### Requirement
Copy every line of the listing exactly.

### Records for the exercise
....................

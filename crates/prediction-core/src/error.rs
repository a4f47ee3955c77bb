use thiserror::Error;

#[derive(Error, Debug)]
pub enum PredictionError {
    #[error("Configuration error: {0}")]
    Configuration(String),

    #[error("Missing required variables: {0}")]
    MissingVariables(String),

    #[error("Unresolved placeholder: {0}")]
    PlaceholderMismatch(String),

    #[error("Invalid data: {0}")]
    InvalidData(String),

    #[error("Provider error: {0}")]
    Provider(String),

    #[error("Market data error: {0}")]
    MarketData(String),

    #[error("Screener error: {0}")]
    Screener(String),
}

impl PredictionError {
    /// Validation errors fail fast and never reach a network call.
    pub fn is_validation(&self) -> bool {
        matches!(
            self,
            PredictionError::MissingVariables(_)
                | PredictionError::PlaceholderMismatch(_)
                | PredictionError::InvalidData(_)
        )
    }
}
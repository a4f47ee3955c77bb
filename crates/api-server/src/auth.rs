//! Static shared-secret authentication.

use axum::{
    extract::Request,
    http::{HeaderMap, StatusCode},
    middleware::Next,
    response::{IntoResponse, Response},
    Json,
};

use crate::ApiResponse;

/// Shared-secret middleware.
///
/// Accepts the secret in either the `X-API-Key` header or an
/// `Authorization: Bearer` header. The health endpoint is always open, and
/// when `API_SHARED_SECRET` is unset authentication is skipped entirely
/// (development mode).
pub async fn auth_middleware(headers: HeaderMap, request: Request, next: Next) -> Response {
    if request.uri().path() == "/" {
        return next.run(request).await;
    }

    let secret = match std::env::var("API_SHARED_SECRET") {
        Ok(s) if !s.is_empty() => s,
        _ => return next.run(request).await,
    };

    match extract_api_key(&headers) {
        Some(key) if key == secret => next.run(request).await,
        Some(_) => {
            tracing::warn!("rejected request with invalid API key");
            unauthorized("Invalid API key")
        }
        None => unauthorized("Missing API key"),
    }
}

fn unauthorized(message: &str) -> Response {
    (
        StatusCode::UNAUTHORIZED,
        Json(ApiResponse::<()>::error(message)),
    )
        .into_response()
}

fn extract_api_key(headers: &HeaderMap) -> Option<String> {
    if let Some(value) = headers.get("X-API-Key") {
        if let Ok(key) = value.to_str() {
            if !key.is_empty() {
                return Some(key.to_string());
            }
        }
    }

    if let Some(value) = headers.get("Authorization") {
        if let Ok(auth) = value.to_str() {
            if let Some(token) = auth.strip_prefix("Bearer ") {
                if !token.is_empty() {
                    return Some(token.to_string());
                }
            }
        }
    }

    None
}

#[cfg(test)]
mod tests {
    use super::*;
    use axum::http::HeaderValue;

    #[test]
    fn extracts_x_api_key_first() {
        let mut headers = HeaderMap::new();
        headers.insert("X-API-Key", HeaderValue::from_static("secret-a"));
        headers.insert("Authorization", HeaderValue::from_static("Bearer secret-b"));
        assert_eq!(extract_api_key(&headers).as_deref(), Some("secret-a"));
    }

    #[test]
    fn falls_back_to_bearer_token() {
        let mut headers = HeaderMap::new();
        headers.insert("Authorization", HeaderValue::from_static("Bearer tok"));
        assert_eq!(extract_api_key(&headers).as_deref(), Some("tok"));
    }

    #[test]
    fn empty_headers_yield_none() {
        let mut headers = HeaderMap::new();
        headers.insert("X-API-Key", HeaderValue::from_static(""));
        assert_eq!(extract_api_key(&headers), None);
    }
}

....................

### Task result
filename crates/prediction-core/src/error.rs
repository a4f47ee3955c77bb
use thiserror::Error;

#[derive(Error, Debug)]
pub enum PredictionError {
    #[error("Configuration error: {0}")]
    Configuration(String),

    #[error("Missing required variables: {0}")]
    MissingVariables(String),

    #[error("Unresolved placeholder: {0}")]
    PlaceholderMismatch(String),

    #[error("Invalid data: {0}")]
    InvalidData(String),

    #[error("Provider error: {0}")]
    Provider(String),

    #[error("Market data error: {0}")]
    MarketData(String),

    #[error("Screener error: {0}")]
    Screener(String),
}

impl PredictionError {
    /// Validation errors fail fast and never reach a network call.
    pub fn is_validation(&self) -> bool {
        matches!(
            self,
            PredictionError::MissingVariables(_)
                | PredictionError::PlaceholderMismatch(_)
                | PredictionError::InvalidData(_)
        )
    }
}
repository a4f47ee3955c77bb
filename crates/api-server/src/auth.rs
//! Static shared-secret authentication.

use axum::{
    extract::Request,
    http::{HeaderMap, StatusCode},
    middleware::Next,
    response::{IntoResponse, Response},
    Json,
};

use crate::ApiResponse;

/// Shared-secret middleware.
///
/// Accepts the secret in either the `X-API-Key` header or an
/// `Authorization: Bearer` header. The health endpoint is always open, and
/// when `API_SHARED_SECRET` is unset authentication is skipped entirely
/// (development mode).
pub async fn auth_middleware(headers: HeaderMap, request: Request, next: Next) -> Response {
    if request.uri().path() == "/" {
        return next.run(request).await;
    }

    let secret = match std::env::var("API_SHARED_SECRET") {
        Ok(s) if !s.is_empty() => s,
        _ => return next.run(request).await,
    };

    match extract_api_key(&headers) {
        Some(key) if key == secret => next.run(request).await,
        Some(_) => {
            tracing::warn!("rejected request with invalid API key");
            unauthorized("Invalid API key")
        }
        None => unauthorized("Missing API key"),
    }
}

fn unauthorized(message: &str) -> Response {
    (
        StatusCode::UNAUTHORIZED,
        Json(ApiResponse::<()>::error(message)),
    )
        .into_response()
}

fn extract_api_key(headers: &HeaderMap) -> Option<String> {
    if let Some(value) = headers.get("X-API-Key") {
        if let Ok(key) = value.to_str() {
            if !key.is_empty() {
                return Some(key.to_string());
            }
        }
    }

    if let Some(value) = headers.get("Authorization") {
        if let Ok(auth) = value.to_str() {
            if let Some(token) = auth.strip_prefix("Bearer ") {
                if !token.is_empty() {
                    return Some(token.to_string());
                }
            }
        }
    }

    None
}

#[cfg(test)]
mod tests {
    use super::*;
    use axum::http::HeaderValue;

    #[test]
    fn extracts_x_api_key_first() {
        let mut headers = HeaderMap::new();
        headers.insert("X-API-Key", HeaderValue::from_static("secret-a"));
        headers.insert("Authorization", HeaderValue::from_static("Bearer secret-b"));
        assert_eq!(extract_api_key(&headers).as_deref(), Some("secret-a"));
    }

    #[test]
    fn falls_back_to_bearer_token() {
        let mut headers = HeaderMap::new();
        headers.insert("Authorization", HeaderValue::from_static("Bearer tok"));
        assert_eq!(extract_api_key(&headers).as_deref(), Some("tok"));
    }

    #[test]
    fn empty_headers_yield_none() {
        let mut headers = HeaderMap::new();
        headers.insert("X-API-Key", HeaderValue::from_static(""));
        assert_eq!(extract_api_key(&headers), None);
    }
}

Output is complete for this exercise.